I just love finding new bands, and listing non stop!! I know I wrote the blog once that I don't know much about the bands I listen too, and don't watch music videos enough but today after listening for months I decided to try to watch their videos and they have all kinds of stuff on their youtube I'll have to get into! Watching things makes me get creative ideas and like thats what I need! Music has always drove me to be who I am and what I do. Thats why I work in news and at a music venue and this new year I need to combine them all and pull back together and make things!
Hello Hello, to the ghost that read my blog! PS I know no one does, thats probably why I suck at writing! Anyways just want to say Happy New Year and reflect a bit!
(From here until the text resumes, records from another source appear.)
use serde_json::{Map, Value};

use crate::schema::{AttributeKind, ContentTypeModel, SchemaRegistry};

use super::error::QueryError;

/// Sanitizes a raw filter tree against the schema graph.
///
/// The contract is fail-closed: a filter key that names neither an attribute
/// nor a logical-operator list is rejected, never dropped. Password-typed
/// attributes are never filterable and are removed silently. Relation
/// filters are re-validated against the relation's target model, recursively,
/// bounded only by the depth of the filter itself.
pub struct FilterSanitizer<'a> {
    registry: &'a SchemaRegistry,
}

impl<'a> FilterSanitizer<'a> {
    pub fn new(registry: &'a SchemaRegistry) -> Self {
        Self { registry }
    }

    pub fn sanitize(&self, filters: &Value, model: &ContentTypeModel) -> Result<Value, QueryError> {
        match filters {
            Value::Array(items) => {
                let mut out = Vec::with_capacity(items.len());
                for item in items {
                    out.push(self.sanitize(item, model)?);
                }
                Ok(Value::Array(out))
            }
            Value::Object(obj) => self.sanitize_object(obj, model).map(Value::Object),
            other => Err(QueryError::InvalidFilters(other.to_string())),
        }
    }

    fn sanitize_object(
        &self,
        obj: &Map<String, Value>,
        model: &ContentTypeModel,
    ) -> Result<Map<String, Value>, QueryError> {
        let mut out = Map::new();
        for (key, value) in obj {
            match model.attribute(key) {
                Some(attr) => match &attr.kind {
                    AttributeKind::Password => {
                        tracing::debug!("Dropped password filter on '{}.{}'", model.uid, key);
                    }
                    AttributeKind::Relation { target } => {
                        let target_model = self.registry.get(target)?;
                        let nested = self.sanitize(value, target_model)?;
                        if !is_empty_clause(&nested) {
                            out.insert(key.clone(), nested);
                        }
                    }
                    _ => {
                        out.insert(key.clone(), value.clone());
                    }
                },
                // Keys that name no attribute must be logical operators
                // holding a list of sub-clauses.
                None => {
                    let entries = value
                        .as_array()
                        .ok_or_else(|| QueryError::UnknownAttribute(key.clone()))?;
                    let kept = self.sanitize_operator_entries(entries, model)?;
                    if !kept.is_empty() {
                        out.insert(key.clone(), Value::Array(kept));
                    }
                }
            }
        }
        Ok(out)
    }

    fn sanitize_operator_entries(
        &self,
        entries: &[Value],
        model: &ContentTypeModel,
    ) -> Result<Vec<Value>, QueryError> {
        let mut kept = Vec::with_capacity(entries.len());
        for entry in entries {
            if is_empty_clause(entry) {
                continue;
            }
            let entry_obj = entry
                .as_object()
                .ok_or_else(|| QueryError::InvalidFilters(entry.to_string()))?;
            let cleaned = self.sanitize_object(entry_obj, model)?;
            if !cleaned.is_empty() {
                kept.push(Value::Object(cleaned));
            }
        }
        Ok(kept)
    }
}

/// `null`, `{}` and `[]` all count as empty; a clause that sanitized down to
/// one of these is dropped rather than passed along as a degenerate
/// always-true/always-false predicate.
fn is_empty_clause(value: &Value) -> bool {
    match value {
        Value::Null => true,
        Value::Object(obj) => obj.is_empty(),
        Value::Array(arr) => arr.is_empty(),
        _ => false,
    }
}

/// Sanitize `filters` against `model`, resolving relation targets through
/// `registry`.
pub fn convert_filters(
    filters: &Value,
    model: &ContentTypeModel,
    registry: &SchemaRegistry,
) -> Result<Value, QueryError> {
    FilterSanitizer::new(registry).sanitize(filters, model)
}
2018 was really great, I think I can def say it was my least depressed year since being a kid. I mean I will always be emo and cry at like everything but this year there was a lot less of that all. And its stupid to say its because of a boy but I mean it really has a lot to do with my boyfriend. The last few years were weird for us and we went though so much and half the time I was upset or sad because of our situations, but like we are officially together and have never been in a better place as a couple. I mean things are always a work in progress and I had some break downs and bad days over us but since may when we started dating so much is out of my paranoid and worried mind. SO THATS AWESOME!!
My family is great and I appreciate them so much, I guess its something you learn and grow as you get older but I wish so much I could go back in time and enjoy family time and show how much I love them and how much I know they do for me and just be a grateful kid because I was bratty a lot. Well not bratty but I didn't know how to control my emotions because of everything and just was easily annoyed and couldn't see past the moment I was in I guess.
Apparently over the last year I just gained a lot of clarity. Anyways I dont really have a plan or a thought process on this blog because I came here to write one about a new band I started to love this year, and am watching their music videos now! I need to get better at watching music videos and being creative.
THIS YEAR 2019 I NEED TO MAKE A MUSIC VIDEO! It is the year to do it!! I can't do it all on my own like I want a crew and such. I would really like a video creation group like how I used to have for work. Its so overwhelming to think of ideas, shoot them, be in them, and edit them. I say this all the time but like I like directing, maybe showing up a little, and then editing! I never wanted to do it all and just need a creative group that meets like once a week and makes a video at least a month or something. So that is def a goal too.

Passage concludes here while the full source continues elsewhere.